では、これが弊社だから特別にできたことかというと、そうではないと私は考えます。経営を始めてから23年間、正念場で諦めてしまう方をたくさん見てきました。その多くが、あと一歩踏ん張れば好転したにもかかわらず、諦めてしまうのです。やり抜く力とは特別なものなのでしょうか。私はそうは思いません。以前に小学生の会話を耳に挟んで心から感心したことがありました。ゲーム機を買って3人で遊ぼうと約束をしたが、そのうちの1人が、家庭環境を理由に買ってもらえなかったと嘆いていたのです。すると、もう1人の子が言いました。「約束したじゃないか。環境にせいにするなよ。俺はお前とゲームがしたいんだ。どうやったら買ってもらえるか一緒に考えようよ」と。独りよがりな言い方にも聞こえますが、私が感じたのは、やると決めたら諦めない、あらゆる方法を考えてできるまでやり続けるという「不退転の覚悟」でした。確かに家庭環境の問題はあるでしょう。しかし、何がなんでもという気持ちがあれば、方法はいくらでもあります。決断し、やり抜くこと。これは特別な力ではなく、小学生であっても発揮できる万人に与えられた力であると思います。それを正しく認識して、使えるかどうかが、勝敗を分けるのではないでしょうか。

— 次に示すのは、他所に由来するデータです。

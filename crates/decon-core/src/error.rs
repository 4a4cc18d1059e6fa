//! Error types for decon-core operations.
//!
//! The [`CoreError`] enum covers the failure modes of volume construction,
//! indexing, and format conversion. Higher layers (`decon-io`,
//! `decon-compute`) wrap these into their own error types via `#[from]`.

use crate::VolumeShape;
use thiserror::Error;

/// Result type alias using [`CoreError`] as the error type.
pub type CoreResult<T> = std::result::Result<T, CoreError>;

/// Errors that can occur while building or manipulating volumes.
#[derive(Debug, Error)]
pub enum CoreError {
    /// A volume shape has a zero dimension.
    ///
    /// Every axis of a [`VolumeShape`] must be at least 1; a degenerate
    /// shape cannot hold data and must be rejected before it reaches the
    /// native layer.
    #[error("invalid volume shape {shape}: every dimension must be positive")]
    InvalidShape {
        /// The offending shape.
        shape: VolumeShape,
    },

    /// A buffer length does not match the voxel count of its shape.
    #[error("buffer of {got} elements does not match shape {shape} ({expected} voxels)")]
    LengthMismatch {
        /// Declared shape.
        shape: VolumeShape,
        /// Voxel count the shape requires.
        expected: usize,
        /// Elements actually provided.
        got: usize,
    },

    /// Two operands disagree in rank or extent.
    #[error("dimension mismatch: {reason}")]
    DimensionMismatch {
        /// What disagreed.
        reason: String,
    },
}

impl CoreError {
    /// Creates an [`CoreError::InvalidShape`] error.
    #[inline]
    pub fn invalid_shape(shape: VolumeShape) -> Self {
        Self::InvalidShape { shape }
    }

    /// Creates a [`CoreError::LengthMismatch`] error.
    #[inline]
    pub fn length_mismatch(shape: VolumeShape, got: usize) -> Self {
        Self::LengthMismatch {
            shape,
            expected: shape.len(),
            got,
        }
    }

    /// Creates a [`CoreError::DimensionMismatch`] error.
    #[inline]
    pub fn dimension_mismatch(reason: impl Into<String>) -> Self {
        Self::DimensionMismatch {
            reason: reason.into(),
        }
    }
}

#[cfg(test)]
mod tests {
    use super::*;

    #[test]
    fn invalid_shape_message_names_dimensions() {
        let err = CoreError::invalid_shape(VolumeShape::new(0, 4, 4));
        assert!(err.to_string().contains("0x4x4"));
    }

    #[test]
    fn length_mismatch_reports_counts() {
        let err = CoreError::length_mismatch(VolumeShape::new(2, 3, 4), 7);
        let msg = err.to_string();
        assert!(msg.contains("24"));
        assert!(msg.contains("7"));
    }
}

小さな違いを作り続けることそれが卓越する条件に他ならない

そして、私の経験上、このやり抜く力を発揮するには、確固たる目的を持つ必要があります。絶対に実現したいイメージであり、ゴールです。それを描くことこそが、トップに立つリーダーに欠かせないものだと思います。描く上で何よりも重要なこととは何かというと、学ぶことだと思います。常に新しい情報を取り入れ、自分を磨き続けることです。揺るぎない信念とは、そうした日々のトレーニングのなかでこそ育まれるのだと思います。
例えば私は、アチーブメント社の『頂点への道』講座で学んだことを実践に落とし込むため、毎朝4時に起き、筋トレをしてベストコンディションを作り上げた上で、能力開発のプログラムに取り組んでいます。真剣に求めて取り組むので深い気づきを毎日得られます。そしてそこで気づいたことをすぐに経営戦略に組み込みます。その積み上げが今の結果を作っています。ビジネス成功の基本は、常に前を向き、チャンスを探し、お客様への貢献に集中することですが、数多ある障害を乗り越えて集中する力は、日々の小さな努力の結果身につくものであると私は思います。特にトップに立つ方ほど、この力を磨くことは欠かせません。これからも更なる成長と貢献を求めて力を高めてまいります。

 

ハドラスホールディングス株式会社 代表取締役社長 山本 英明
1998年、山本塗装として千葉県松戸市で個人経営をスタート。塗装工事業を中心に建築分野で事業展開。原点である建築・塗装工事業を軸に、ガラスコーティング剤の製造、研究開発及び販売、太陽光発電整備計一式、リフォーム事業等、多角的に発展し続ける。コロナ禍においては、抗ウイルス・抗菌加工コーティングを武器に前年対比450%UPを実現。5年事業計画を10億円に上昇修正。1年以内に達成見込み。スペインをはじめ、フランス・イタリア・ドイツ・ポルトガル・イギリスなど、海外でも事業展開をスタート。